Saved data entries:
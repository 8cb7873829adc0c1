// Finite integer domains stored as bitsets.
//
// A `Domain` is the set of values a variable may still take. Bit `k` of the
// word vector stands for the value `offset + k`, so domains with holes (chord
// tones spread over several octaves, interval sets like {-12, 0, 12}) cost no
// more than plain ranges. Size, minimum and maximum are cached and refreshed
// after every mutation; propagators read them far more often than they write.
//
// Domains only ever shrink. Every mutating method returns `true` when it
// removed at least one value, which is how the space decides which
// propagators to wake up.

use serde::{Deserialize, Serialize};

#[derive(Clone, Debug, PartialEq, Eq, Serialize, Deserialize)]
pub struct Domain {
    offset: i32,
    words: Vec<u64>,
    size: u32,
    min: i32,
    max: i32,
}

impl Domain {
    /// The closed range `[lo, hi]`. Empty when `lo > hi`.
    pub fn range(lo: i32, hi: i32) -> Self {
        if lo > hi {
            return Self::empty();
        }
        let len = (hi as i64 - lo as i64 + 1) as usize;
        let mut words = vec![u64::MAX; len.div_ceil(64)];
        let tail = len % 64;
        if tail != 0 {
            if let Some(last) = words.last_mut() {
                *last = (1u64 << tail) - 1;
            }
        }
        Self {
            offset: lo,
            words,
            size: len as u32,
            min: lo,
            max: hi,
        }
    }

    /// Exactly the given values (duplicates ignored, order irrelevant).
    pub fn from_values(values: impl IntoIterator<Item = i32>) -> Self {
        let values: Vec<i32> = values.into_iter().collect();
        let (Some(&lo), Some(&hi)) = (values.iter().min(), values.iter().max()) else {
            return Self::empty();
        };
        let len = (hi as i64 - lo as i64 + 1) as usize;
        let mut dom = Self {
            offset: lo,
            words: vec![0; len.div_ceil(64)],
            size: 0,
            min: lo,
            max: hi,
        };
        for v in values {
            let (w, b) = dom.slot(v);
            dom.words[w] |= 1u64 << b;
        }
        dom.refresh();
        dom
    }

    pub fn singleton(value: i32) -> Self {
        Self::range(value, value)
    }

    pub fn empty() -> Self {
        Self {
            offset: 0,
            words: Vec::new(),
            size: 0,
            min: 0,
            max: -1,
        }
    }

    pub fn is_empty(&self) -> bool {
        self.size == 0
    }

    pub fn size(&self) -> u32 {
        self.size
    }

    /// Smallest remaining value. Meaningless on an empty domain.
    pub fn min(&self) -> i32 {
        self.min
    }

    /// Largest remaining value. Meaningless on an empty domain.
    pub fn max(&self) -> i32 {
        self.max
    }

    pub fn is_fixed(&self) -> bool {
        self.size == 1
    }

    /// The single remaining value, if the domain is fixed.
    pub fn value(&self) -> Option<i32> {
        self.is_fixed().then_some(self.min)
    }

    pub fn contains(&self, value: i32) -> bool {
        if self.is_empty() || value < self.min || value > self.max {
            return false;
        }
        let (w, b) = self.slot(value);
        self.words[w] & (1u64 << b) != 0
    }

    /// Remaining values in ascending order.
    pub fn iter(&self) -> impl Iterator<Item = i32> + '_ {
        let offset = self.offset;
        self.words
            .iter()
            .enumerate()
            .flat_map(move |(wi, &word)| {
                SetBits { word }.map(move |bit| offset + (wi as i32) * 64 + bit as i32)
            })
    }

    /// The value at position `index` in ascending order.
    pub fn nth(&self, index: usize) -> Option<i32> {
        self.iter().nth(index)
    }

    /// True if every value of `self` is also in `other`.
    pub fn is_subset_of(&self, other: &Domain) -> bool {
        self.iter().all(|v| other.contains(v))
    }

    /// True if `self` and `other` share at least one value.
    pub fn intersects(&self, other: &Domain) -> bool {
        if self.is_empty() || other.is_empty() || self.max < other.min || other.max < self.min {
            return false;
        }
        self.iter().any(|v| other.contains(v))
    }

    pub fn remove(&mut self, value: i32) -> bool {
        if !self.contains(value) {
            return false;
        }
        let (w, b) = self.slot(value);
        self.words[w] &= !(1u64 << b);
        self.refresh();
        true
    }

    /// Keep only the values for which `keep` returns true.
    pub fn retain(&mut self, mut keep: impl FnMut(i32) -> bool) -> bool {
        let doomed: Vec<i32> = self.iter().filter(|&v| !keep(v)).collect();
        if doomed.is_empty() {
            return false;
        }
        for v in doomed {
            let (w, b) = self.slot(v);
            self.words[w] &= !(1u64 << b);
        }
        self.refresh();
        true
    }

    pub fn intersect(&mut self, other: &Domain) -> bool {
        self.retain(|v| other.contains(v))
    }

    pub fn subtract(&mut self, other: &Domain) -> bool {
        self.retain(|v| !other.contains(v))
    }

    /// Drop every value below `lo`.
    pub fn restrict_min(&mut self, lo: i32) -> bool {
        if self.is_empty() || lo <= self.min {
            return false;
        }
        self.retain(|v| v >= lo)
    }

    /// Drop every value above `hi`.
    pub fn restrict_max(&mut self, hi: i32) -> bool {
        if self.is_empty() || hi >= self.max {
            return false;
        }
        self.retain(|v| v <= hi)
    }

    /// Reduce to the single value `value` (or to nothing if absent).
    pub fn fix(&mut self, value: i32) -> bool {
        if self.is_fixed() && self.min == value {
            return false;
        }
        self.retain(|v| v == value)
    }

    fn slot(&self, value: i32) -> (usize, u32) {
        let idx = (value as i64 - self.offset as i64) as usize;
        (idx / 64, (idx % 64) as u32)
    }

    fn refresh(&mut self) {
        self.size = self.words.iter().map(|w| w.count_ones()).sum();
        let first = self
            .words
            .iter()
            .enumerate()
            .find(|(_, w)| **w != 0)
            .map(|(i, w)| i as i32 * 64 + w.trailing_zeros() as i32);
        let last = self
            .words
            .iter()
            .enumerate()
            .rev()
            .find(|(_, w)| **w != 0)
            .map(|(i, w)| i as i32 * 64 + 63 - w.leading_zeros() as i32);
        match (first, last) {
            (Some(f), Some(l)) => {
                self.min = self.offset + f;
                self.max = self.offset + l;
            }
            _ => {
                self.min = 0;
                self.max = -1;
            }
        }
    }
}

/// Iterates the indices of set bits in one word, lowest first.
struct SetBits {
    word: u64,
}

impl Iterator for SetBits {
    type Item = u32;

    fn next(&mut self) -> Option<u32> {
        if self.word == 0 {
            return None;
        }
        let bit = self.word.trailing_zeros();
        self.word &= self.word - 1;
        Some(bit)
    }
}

— Description of the task —
Copy the entries above exactly, but only from the line holding "let mut dom" through the line holding "dom.words[w] |= 1u64 << b;", both included.

— Written solution —
        let mut dom = Self {
            offset: lo,
            words: vec![0; len.div_ceil(64)],
            size: 0,
            min: lo,
            max: hi,
        };
        for v in values {
            let (w, b) = dom.slot(v);
            dom.words[w] |= 1u64 << b;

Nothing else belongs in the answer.